* **What you will do**:
Copy the entries exactly, through the "use super::state::SimulationContext;" line.

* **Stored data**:
----

//! Lingering area effects
//!
//! Damage zones hurt the faction opposing their owner every tick they
//! overlap. Pull fields nudge the player's position toward their center.

use glam::Vec2;
use serde::{Deserialize, Serialize};

use super::collision::{circle_ellipse_overlap, clamp_to_bounds};
use super::combat::{damage_player, on_enemy_killed};
use super::entity::Faction;
use super::state::SimulationContext;

#[derive(Debug, Clone, Copy, PartialEq, Eq, Serialize, Deserialize)]
pub enum HazardKind {
    DamageZone,
    PullField,
}

#[derive(Debug, Clone, Serialize, Deserialize)]
pub struct Hazard {
    pub id: u32,
    pub kind: HazardKind,
    pub pos: Vec2,
    pub radius: f32,
    pub remaining_ticks: u32,
    /// Damage per tick (zones) or peak pull per tick (fields)
    pub magnitude: f32,
    /// Owner; zones harm the opposing faction
    pub faction: Faction,
}

impl Hazard {
    pub fn damage_zone(
        id: u32,
        pos: Vec2,
        radius: f32,
        ticks: u32,
        damage_per_tick: f32,
        faction: Faction,
    ) -> Self {
        Self {
            id,
            kind: HazardKind::DamageZone,
            pos,
            radius,
            remaining_ticks: ticks,
            magnitude: damage_per_tick,
            faction,
        }
    }

    pub fn pull_field(id: u32, pos: Vec2, radius: f32, ticks: u32, strength: f32) -> Self {
        Self {
            id,
            kind: HazardKind::PullField,
            pos,
            radius,
            remaining_ticks: ticks,
            magnitude: strength,
            faction: Faction::Enemy,
        }
    }

    /// Displacement applied to a point at `target`: toward the center,
    /// `magnitude` at the center falling to zero at the rim
    pub fn pull_on(&self, target: Vec2) -> Vec2 {
        let to_center = self.pos - target;
        let dist = to_center.length();
        if dist >= self.radius || dist < 1e-4 {
            return Vec2::ZERO;
        }
        let strength = self.magnitude * (1.0 - dist / self.radius);
        (to_center / dist) * strength.min(dist)
    }
}

/// Advance every hazard one tick: apply its effect, then count down.
/// A hazard is removed the tick its lifetime reaches zero.
pub fn step_hazards(state: &mut SimulationContext) {
    let mut hazards = std::mem::take(&mut state.hazards);

    for hazard in &mut hazards {
        if hazard.remaining_ticks == 0 {
            continue;
        }
        match hazard.kind {
            HazardKind::DamageZone => apply_zone(state, hazard),
            HazardKind::PullField => {
                let nudge = hazard.pull_on(state.player.pos());
                if nudge != Vec2::ZERO {
                    let body = &mut state.player.body;
                    body.pos = clamp_to_bounds(body.pos + nudge, &state.bounds, body.size);
                }
            }
        }
        hazard.remaining_ticks -= 1;
    }

    hazards.retain(|h| h.remaining_ticks > 0);
    // Hazards spawned by kills this tick were pushed onto the live list
    hazards.append(&mut state.hazards);
    state.hazards = hazards;
}

fn apply_zone(state: &mut SimulationContext, hazard: &Hazard) {
    match hazard.faction.opposing() {
        Faction::Player => {
            let player = &state.player.body;
            if circle_ellipse_overlap(hazard.pos, hazard.radius, player.pos, player.hit_ellipse()) {
                damage_player(state, hazard.magnitude);
            }
        }
        Faction::Enemy => {
            let mut killed = Vec::new();
            for enemy in state.enemies.iter_mut() {
                if !enemy.is_alive() {
                    continue;
                }
                if circle_ellipse_overlap(hazard.pos, hazard.radius, enemy.pos, enemy.hit_ellipse()) {
                    enemy.apply_damage(hazard.magnitude);
                    if !enemy.is_alive() && !enemy.is_boss() {
                        killed.push(enemy.id);
                    }
                }
            }
            for id in killed {
                if let Some(enemy) = state.remove_enemy(id) {
                    on_enemy_killed(state, enemy);
                }
            }
        }
    }
}

#[cfg(test)]
mod tests {
    use super::*;
    use crate::sim::entity::{EnemyKind, Entity};
    use crate::sim::state::WorldBounds;

    fn empty_state() -> SimulationContext {
        SimulationContext::new(3, WorldBounds::new(400.0, 400.0))
    }

    #[test]
    fn test_damage_zone_hurts_enemy_over_ticks() {
        let mut state = empty_state();
        let mut enemy = Entity::enemy(50, EnemyKind::DebtSkeleton, Vec2::new(105.0, 100.0), 0.0);
        enemy.hp = 5.0;
        state.enemies.push(enemy);
        state.hazards.push(Hazard::damage_zone(
            60,
            Vec2::new(100.0, 100.0),
            20.0,
            300,
            1.0,
            Faction::Player,
        ));

        for _ in 0..3 {
            step_hazards(&mut state);
        }
        let hp = state.enemy(50).map(|e| e.hp).unwrap();
        assert!(hp < 5.0);
        assert_eq!(hp, 2.0);
    }

    #[test]
    fn test_zone_does_not_hurt_own_faction() {
        let mut state = empty_state();
        let center = state.player.pos();
        state
            .hazards
            .push(Hazard::damage_zone(60, center, 50.0, 10, 5.0, Faction::Player));
        step_hazards(&mut state);
        assert_eq!(state.player.body.hp, state.player.body.max_hp);
    }

    #[test]
    fn test_enemy_zone_hurts_player() {
        let mut state = empty_state();
        let center = state.player.pos();
        state
            .hazards
            .push(Hazard::damage_zone(60, center, 25.0, 300, 2.0, Faction::Enemy));
        step_hazards(&mut state);
        assert_eq!(state.player.body.hp, state.player.body.max_hp - 2.0);
        // Invulnerability blocks the next tick
        step_hazards(&mut state);
        assert_eq!(state.player.body.hp, state.player.body.max_hp - 2.0);
    }

    #[test]
    fn test_hazard_kill_drops_coin() {
        let mut state = empty_state();
        let mut enemy = Entity::enemy(50, EnemyKind::DebtSkeleton, Vec2::new(100.0, 100.0), 0.0);
        enemy.hp = 1.0;
        state.enemies.push(enemy);
        state.hazards.push(Hazard::damage_zone(
            60,
            Vec2::new(100.0, 100.0),
            20.0,
            5,
            3.0,
            Faction::Player,
        ));
        step_hazards(&mut state);
        assert!(state.enemy(50).is_none());
        assert!(!state.pickups.is_empty());
    }

    #[test]
    fn test_lifetime_expires() {
        let mut state = empty_state();
        state.hazards.push(Hazard::damage_zone(
            60,
            Vec2::new(10.0, 10.0),
            5.0,
            2,
            1.0,
            Faction::Player,
        ));
        step_hazards(&mut state);
        assert_eq!(state.hazards[0].remaining_ticks, 1);
        step_hazards(&mut state);
        assert!(state.hazards.is_empty());
    }

    #[test]
    fn test_pull_field_nudges_player_toward_center() {
        let mut state = empty_state();
        let start = state.player.pos();
        let well = start + Vec2::new(50.0, 0.0);
        state.hazards.push(Hazard::pull_field(70, well, 100.0, 10, 3.0));
        step_hazards(&mut state);
        let moved = state.player.pos() - start;
        assert!(moved.x > 0.0);
        assert!((moved.x - 1.5).abs() < 1e-4);
    }

    #[test]
    fn test_pull_zero_outside_radius() {
        let field = Hazard::pull_field(1, Vec2::ZERO, 10.0, 5, 3.0);
        assert_eq!(field.pull_on(Vec2::new(20.0, 0.0)), Vec2::ZERO);
        assert_eq!(field.pull_on(Vec2::ZERO), Vec2::ZERO);
    }
}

----

* **Output of the exercise**:
//! Lingering area effects
//!
//! Damage zones hurt the faction opposing their owner every tick they
//! overlap. Pull fields nudge the player's position toward their center.

use glam::Vec2;
use serde::{Deserialize, Serialize};

use super::collision::{circle_ellipse_overlap, clamp_to_bounds};
use super::combat::{damage_player, on_enemy_killed};
use super::entity::Faction;
use super::state::SimulationContext;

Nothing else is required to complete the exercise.